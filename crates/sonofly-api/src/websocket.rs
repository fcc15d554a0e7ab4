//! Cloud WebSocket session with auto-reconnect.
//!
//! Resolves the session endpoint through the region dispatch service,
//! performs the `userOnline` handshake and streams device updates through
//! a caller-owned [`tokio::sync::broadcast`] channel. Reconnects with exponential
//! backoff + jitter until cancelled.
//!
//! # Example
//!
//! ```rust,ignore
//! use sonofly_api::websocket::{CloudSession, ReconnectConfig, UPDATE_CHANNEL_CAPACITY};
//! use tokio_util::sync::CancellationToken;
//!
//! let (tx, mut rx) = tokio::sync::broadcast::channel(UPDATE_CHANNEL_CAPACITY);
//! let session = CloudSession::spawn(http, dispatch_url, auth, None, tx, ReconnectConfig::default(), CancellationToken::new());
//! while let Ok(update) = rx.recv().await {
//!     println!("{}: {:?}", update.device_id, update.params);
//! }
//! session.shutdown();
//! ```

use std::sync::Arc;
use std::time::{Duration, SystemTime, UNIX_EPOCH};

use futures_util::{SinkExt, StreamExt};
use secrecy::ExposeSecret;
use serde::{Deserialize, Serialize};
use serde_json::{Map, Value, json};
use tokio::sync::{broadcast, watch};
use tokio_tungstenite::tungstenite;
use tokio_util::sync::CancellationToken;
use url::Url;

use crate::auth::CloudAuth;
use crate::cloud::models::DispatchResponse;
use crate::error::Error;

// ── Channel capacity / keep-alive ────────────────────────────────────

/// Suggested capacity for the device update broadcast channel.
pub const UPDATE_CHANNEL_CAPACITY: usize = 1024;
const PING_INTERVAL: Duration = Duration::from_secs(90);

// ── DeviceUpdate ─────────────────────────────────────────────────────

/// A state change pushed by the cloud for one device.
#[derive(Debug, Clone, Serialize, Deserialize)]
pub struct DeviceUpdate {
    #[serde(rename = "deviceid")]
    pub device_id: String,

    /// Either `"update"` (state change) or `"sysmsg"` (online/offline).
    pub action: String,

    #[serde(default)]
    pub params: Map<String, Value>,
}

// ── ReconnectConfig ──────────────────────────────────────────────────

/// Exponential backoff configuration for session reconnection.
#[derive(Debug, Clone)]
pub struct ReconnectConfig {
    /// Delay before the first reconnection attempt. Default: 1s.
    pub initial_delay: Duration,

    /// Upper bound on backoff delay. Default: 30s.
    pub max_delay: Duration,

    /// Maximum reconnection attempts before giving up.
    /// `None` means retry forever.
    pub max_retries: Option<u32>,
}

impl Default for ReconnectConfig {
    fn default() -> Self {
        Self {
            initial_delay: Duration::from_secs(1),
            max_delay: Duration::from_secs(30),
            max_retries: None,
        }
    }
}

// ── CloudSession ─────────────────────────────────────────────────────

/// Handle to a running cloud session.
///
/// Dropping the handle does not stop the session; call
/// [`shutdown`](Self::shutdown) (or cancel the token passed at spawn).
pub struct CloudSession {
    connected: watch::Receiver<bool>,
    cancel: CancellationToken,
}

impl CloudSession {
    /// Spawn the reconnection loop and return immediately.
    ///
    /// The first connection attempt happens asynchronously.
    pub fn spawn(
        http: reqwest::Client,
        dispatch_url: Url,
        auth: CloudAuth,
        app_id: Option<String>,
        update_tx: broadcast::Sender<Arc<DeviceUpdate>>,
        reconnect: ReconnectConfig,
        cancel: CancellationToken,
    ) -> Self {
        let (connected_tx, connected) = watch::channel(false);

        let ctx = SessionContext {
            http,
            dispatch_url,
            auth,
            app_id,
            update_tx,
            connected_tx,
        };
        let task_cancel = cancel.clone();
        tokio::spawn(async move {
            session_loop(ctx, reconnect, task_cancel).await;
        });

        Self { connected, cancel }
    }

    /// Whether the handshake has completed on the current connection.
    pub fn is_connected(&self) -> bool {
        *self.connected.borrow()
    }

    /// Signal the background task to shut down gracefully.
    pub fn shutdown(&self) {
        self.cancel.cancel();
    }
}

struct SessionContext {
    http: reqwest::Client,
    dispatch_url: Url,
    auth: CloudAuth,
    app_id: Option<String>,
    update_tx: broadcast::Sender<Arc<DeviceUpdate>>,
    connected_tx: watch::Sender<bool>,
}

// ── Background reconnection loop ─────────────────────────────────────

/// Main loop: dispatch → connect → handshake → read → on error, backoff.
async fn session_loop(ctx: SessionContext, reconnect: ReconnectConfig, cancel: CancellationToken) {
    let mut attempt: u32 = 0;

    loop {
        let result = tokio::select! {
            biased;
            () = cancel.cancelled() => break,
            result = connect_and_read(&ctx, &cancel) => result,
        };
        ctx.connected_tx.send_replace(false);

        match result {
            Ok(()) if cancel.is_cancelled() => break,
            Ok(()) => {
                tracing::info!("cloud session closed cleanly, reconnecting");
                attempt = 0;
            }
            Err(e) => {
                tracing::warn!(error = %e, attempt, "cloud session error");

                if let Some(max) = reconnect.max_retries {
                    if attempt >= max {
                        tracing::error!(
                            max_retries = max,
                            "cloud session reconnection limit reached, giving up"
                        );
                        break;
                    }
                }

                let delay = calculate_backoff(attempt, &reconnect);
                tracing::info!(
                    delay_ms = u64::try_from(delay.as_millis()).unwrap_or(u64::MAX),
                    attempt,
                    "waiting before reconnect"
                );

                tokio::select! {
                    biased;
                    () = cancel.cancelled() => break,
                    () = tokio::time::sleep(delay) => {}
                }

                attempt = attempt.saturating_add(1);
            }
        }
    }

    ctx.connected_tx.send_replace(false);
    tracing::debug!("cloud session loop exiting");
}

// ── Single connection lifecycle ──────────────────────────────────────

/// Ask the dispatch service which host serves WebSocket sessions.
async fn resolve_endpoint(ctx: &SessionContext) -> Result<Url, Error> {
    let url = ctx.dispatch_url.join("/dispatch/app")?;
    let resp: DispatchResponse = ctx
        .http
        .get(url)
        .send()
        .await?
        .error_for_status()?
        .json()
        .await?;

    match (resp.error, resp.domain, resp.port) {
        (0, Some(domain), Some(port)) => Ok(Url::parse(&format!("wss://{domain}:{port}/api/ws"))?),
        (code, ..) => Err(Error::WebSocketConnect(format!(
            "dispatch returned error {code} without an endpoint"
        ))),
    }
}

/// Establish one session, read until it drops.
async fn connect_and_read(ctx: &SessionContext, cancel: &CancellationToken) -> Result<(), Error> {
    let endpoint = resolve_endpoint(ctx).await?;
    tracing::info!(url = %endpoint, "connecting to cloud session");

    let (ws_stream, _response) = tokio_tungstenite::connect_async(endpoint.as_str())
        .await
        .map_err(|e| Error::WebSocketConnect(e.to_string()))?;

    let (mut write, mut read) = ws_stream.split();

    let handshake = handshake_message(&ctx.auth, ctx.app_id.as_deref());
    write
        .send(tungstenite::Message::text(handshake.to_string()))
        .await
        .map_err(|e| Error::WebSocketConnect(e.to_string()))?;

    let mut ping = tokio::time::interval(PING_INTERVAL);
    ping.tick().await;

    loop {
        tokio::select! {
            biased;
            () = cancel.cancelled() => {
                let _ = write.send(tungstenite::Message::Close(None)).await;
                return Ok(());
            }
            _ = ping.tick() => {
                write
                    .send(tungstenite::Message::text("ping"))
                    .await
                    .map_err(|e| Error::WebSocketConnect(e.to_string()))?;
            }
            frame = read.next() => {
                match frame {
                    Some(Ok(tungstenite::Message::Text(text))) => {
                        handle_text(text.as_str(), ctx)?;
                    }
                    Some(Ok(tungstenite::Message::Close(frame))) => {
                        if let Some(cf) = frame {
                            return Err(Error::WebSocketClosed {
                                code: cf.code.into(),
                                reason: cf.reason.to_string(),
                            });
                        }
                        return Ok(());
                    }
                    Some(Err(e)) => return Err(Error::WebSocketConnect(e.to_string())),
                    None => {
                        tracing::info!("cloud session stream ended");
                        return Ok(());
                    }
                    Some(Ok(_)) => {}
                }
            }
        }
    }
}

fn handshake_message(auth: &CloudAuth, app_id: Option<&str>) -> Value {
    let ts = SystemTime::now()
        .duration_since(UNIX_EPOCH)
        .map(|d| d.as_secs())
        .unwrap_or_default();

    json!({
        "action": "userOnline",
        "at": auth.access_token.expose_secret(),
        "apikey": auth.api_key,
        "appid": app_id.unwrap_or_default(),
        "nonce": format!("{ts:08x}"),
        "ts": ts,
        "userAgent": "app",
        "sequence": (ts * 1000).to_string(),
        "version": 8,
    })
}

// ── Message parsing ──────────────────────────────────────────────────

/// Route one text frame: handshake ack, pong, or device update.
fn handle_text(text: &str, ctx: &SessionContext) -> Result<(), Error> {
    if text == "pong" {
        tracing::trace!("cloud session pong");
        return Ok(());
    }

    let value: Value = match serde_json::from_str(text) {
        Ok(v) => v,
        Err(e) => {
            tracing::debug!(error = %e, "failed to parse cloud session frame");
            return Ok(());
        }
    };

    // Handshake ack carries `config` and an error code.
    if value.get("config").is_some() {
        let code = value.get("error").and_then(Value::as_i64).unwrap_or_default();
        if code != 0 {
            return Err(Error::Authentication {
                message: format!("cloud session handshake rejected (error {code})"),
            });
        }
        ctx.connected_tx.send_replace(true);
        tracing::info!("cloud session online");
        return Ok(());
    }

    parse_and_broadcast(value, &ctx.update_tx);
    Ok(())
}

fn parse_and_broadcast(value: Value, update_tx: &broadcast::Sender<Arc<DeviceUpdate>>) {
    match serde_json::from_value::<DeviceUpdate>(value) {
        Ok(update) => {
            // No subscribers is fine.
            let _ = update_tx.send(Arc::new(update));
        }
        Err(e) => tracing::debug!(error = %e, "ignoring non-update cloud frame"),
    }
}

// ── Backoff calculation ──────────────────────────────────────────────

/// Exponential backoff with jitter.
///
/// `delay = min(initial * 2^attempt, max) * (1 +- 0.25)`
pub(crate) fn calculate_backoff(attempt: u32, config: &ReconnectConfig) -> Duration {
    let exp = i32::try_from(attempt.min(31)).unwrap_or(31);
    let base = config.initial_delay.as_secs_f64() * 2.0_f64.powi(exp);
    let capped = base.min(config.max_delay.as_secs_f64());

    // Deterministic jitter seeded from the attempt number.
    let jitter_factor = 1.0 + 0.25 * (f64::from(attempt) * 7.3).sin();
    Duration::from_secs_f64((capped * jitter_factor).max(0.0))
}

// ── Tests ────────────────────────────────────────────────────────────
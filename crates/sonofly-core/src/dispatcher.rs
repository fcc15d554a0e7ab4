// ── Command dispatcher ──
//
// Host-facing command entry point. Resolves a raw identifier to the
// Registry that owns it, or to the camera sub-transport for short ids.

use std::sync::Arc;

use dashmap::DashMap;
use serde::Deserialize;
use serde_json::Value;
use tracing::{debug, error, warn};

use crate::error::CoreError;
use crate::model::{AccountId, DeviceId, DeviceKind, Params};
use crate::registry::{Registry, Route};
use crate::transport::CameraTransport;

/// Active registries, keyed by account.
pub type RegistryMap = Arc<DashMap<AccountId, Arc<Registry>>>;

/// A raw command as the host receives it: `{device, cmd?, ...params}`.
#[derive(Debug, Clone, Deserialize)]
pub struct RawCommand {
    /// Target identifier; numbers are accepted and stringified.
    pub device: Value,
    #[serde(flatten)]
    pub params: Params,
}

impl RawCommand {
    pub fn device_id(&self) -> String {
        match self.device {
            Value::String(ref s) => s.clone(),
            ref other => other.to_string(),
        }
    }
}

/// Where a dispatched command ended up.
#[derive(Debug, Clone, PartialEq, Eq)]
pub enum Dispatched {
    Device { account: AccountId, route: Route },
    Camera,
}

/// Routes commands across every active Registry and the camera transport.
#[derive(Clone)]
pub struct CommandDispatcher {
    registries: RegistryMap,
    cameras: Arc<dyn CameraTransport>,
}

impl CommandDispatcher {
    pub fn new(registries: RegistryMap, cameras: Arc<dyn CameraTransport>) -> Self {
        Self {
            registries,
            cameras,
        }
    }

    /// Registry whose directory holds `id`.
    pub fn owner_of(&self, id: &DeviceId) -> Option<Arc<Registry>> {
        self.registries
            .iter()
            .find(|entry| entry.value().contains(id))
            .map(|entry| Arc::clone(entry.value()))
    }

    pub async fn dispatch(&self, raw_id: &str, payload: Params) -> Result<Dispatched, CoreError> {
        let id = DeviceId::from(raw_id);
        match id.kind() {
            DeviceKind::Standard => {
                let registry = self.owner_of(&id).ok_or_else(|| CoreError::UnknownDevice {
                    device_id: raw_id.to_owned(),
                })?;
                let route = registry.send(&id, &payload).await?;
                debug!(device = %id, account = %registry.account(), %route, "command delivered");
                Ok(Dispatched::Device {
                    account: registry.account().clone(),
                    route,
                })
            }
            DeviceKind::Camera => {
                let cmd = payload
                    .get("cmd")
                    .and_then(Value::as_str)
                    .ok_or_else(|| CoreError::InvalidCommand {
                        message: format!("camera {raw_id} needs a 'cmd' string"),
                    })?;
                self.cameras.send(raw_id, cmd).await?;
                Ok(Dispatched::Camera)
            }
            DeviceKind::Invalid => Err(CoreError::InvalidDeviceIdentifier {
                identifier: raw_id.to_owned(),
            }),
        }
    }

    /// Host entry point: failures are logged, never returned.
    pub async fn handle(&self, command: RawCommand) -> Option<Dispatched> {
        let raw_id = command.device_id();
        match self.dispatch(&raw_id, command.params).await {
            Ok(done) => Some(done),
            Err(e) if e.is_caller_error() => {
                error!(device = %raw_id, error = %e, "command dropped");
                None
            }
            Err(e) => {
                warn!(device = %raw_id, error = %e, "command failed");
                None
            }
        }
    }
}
◇ ◇ ◇ ◇ ◇ ◇ ◇
Return solely the count of lines in the data above in which the word "domain" occurs.

RESPONSE FOR THIS EXERCISE. 2